## Exercise brief
Whenever a line in the data contains "Right", show that line.

[Stored items]
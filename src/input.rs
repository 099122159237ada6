use std::collections::HashSet;

use glam::Vec2;
use winit::event::{ElementState, MouseButton, MouseScrollDelta, WindowEvent};
use winit::keyboard::{KeyCode, PhysicalKey};

/// Per-frame keyboard and mouse state.
///
/// Window events feed in through [`Input::handle_event`]; the render loop reads
/// the accumulated state and calls [`Input::begin_frame`] once the frame is done.
#[derive(Default)]
pub struct Input {
    keys_down: HashSet<KeyCode>,
    keys_pressed: HashSet<KeyCode>,
    buttons_down: HashSet<MouseButton>,
    cursor: Option<Vec2>,
    mouse_delta: Vec2,
    scroll_delta: Vec2,
}

impl Input {
    pub fn new() -> Self {
        Self::default()
    }

    /// Reset per-frame state.
    pub fn begin_frame(&mut self) {
        self.keys_pressed.clear();
        self.mouse_delta = Vec2::ZERO;
        self.scroll_delta = Vec2::ZERO;
    }

    /// Process a window event and update input state.
    pub fn handle_event(&mut self, event: &WindowEvent) {
        match event {
            WindowEvent::KeyboardInput { event, .. } => {
                if let PhysicalKey::Code(key) = event.physical_key {
                    match event.state {
                        ElementState::Pressed => self.press_key(key),
                        ElementState::Released => self.release_key(key),
                    }
                }
            }
            WindowEvent::MouseInput { state, button, .. } => match state {
                ElementState::Pressed => self.press_button(*button),
                ElementState::Released => self.release_button(*button),
            },
            WindowEvent::CursorMoved { position, .. } => {
                self.move_cursor(Vec2::new(position.x as f32, position.y as f32));
            }
            WindowEvent::CursorLeft { .. } => {
                self.cursor = None;
            }
            WindowEvent::MouseWheel { delta, .. } => {
                let d = match delta {
                    MouseScrollDelta::LineDelta(x, y) => Vec2::new(*x, *y),
                    MouseScrollDelta::PixelDelta(pos) => {
                        Vec2::new(pos.x as f32, pos.y as f32) / 120.0
                    }
                };
                self.scroll(d);
            }
            _ => {}
        }
    }

    pub fn press_key(&mut self, key: KeyCode) {
        // OS key repeat sends Pressed again while held; only the first counts.
        if self.keys_down.insert(key) {
            self.keys_pressed.insert(key);
        }
    }

    pub fn release_key(&mut self, key: KeyCode) {
        self.keys_down.remove(&key);
    }

    pub fn press_button(&mut self, button: MouseButton) {
        self.buttons_down.insert(button);
    }

    pub fn release_button(&mut self, button: MouseButton) {
        self.buttons_down.remove(&button);
    }

    /// Record a new cursor position. The first position after entering the
    /// window produces no delta.
    pub fn move_cursor(&mut self, position: Vec2) {
        if let Some(previous) = self.cursor {
            self.mouse_delta += position - previous;
        }
        self.cursor = Some(position);
    }

    pub fn scroll(&mut self, delta: Vec2) {
        self.scroll_delta += delta;
    }

    /// Returns true if the key was pressed this frame.
    pub fn key_pressed(&self, key: KeyCode) -> bool {
        self.keys_pressed.contains(&key)
    }

    /// Returns true if the mouse button is currently held down.
    pub fn mouse_down(&self, button: MouseButton) -> bool {
        self.buttons_down.contains(&button)
    }

    /// Cursor movement this frame, in physical pixels.
    pub fn mouse_delta(&self) -> Vec2 {
        self.mouse_delta
    }

    /// Scroll wheel delta this frame (in "lines").
    pub fn scroll_delta(&self) -> Vec2 {
        self.scroll_delta
    }
}

#[cfg(test)]
mod tests {
    use super::*;

    #[test]
    fn key_press_lasts_one_frame() {
        let mut input = Input::new();
        input.press_key(KeyCode::Space);
        assert!(input.key_pressed(KeyCode::Space));

        input.begin_frame();
        input.press_key(KeyCode::Space); // auto-repeat while held
        assert!(!input.key_pressed(KeyCode::Space));

        input.release_key(KeyCode::Space);
        input.press_key(KeyCode::Space);
        assert!(input.key_pressed(KeyCode::Space));
    }

    #[test]
    fn cursor_delta_accumulates_and_resets() {
        let mut input = Input::new();
        input.move_cursor(Vec2::new(100.0, 100.0));
        assert_eq!(input.mouse_delta(), Vec2::ZERO);

        input.move_cursor(Vec2::new(110.0, 95.0));
        input.move_cursor(Vec2::new(115.0, 90.0));
        assert_eq!(input.mouse_delta(), Vec2::new(15.0, -10.0));

        input.begin_frame();
        assert_eq!(input.mouse_delta(), Vec2::ZERO);
    }

    #[test]
    fn buttons_and_scroll() {
        let mut input = Input::new();
        input.press_button(MouseButton::Right);
        input.scroll(Vec2::new(0.0, 1.0));
        input.scroll(Vec2::new(0.0, 2.0));
        assert!(input.mouse_down(MouseButton::Right));
        assert_eq!(input.scroll_delta(), Vec2::new(0.0, 3.0));

        input.begin_frame();
        assert!(input.mouse_down(MouseButton::Right));
        assert_eq!(input.scroll_delta(), Vec2::ZERO);

        input.release_button(MouseButton::Right);
        assert!(!input.mouse_down(MouseButton::Right));
    }
}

## Exercise output
        input.press_button(MouseButton::Right);
        assert!(input.mouse_down(MouseButton::Right));
        assert!(input.mouse_down(MouseButton::Right));
        input.release_button(MouseButton::Right);
        assert!(!input.mouse_down(MouseButton::Right));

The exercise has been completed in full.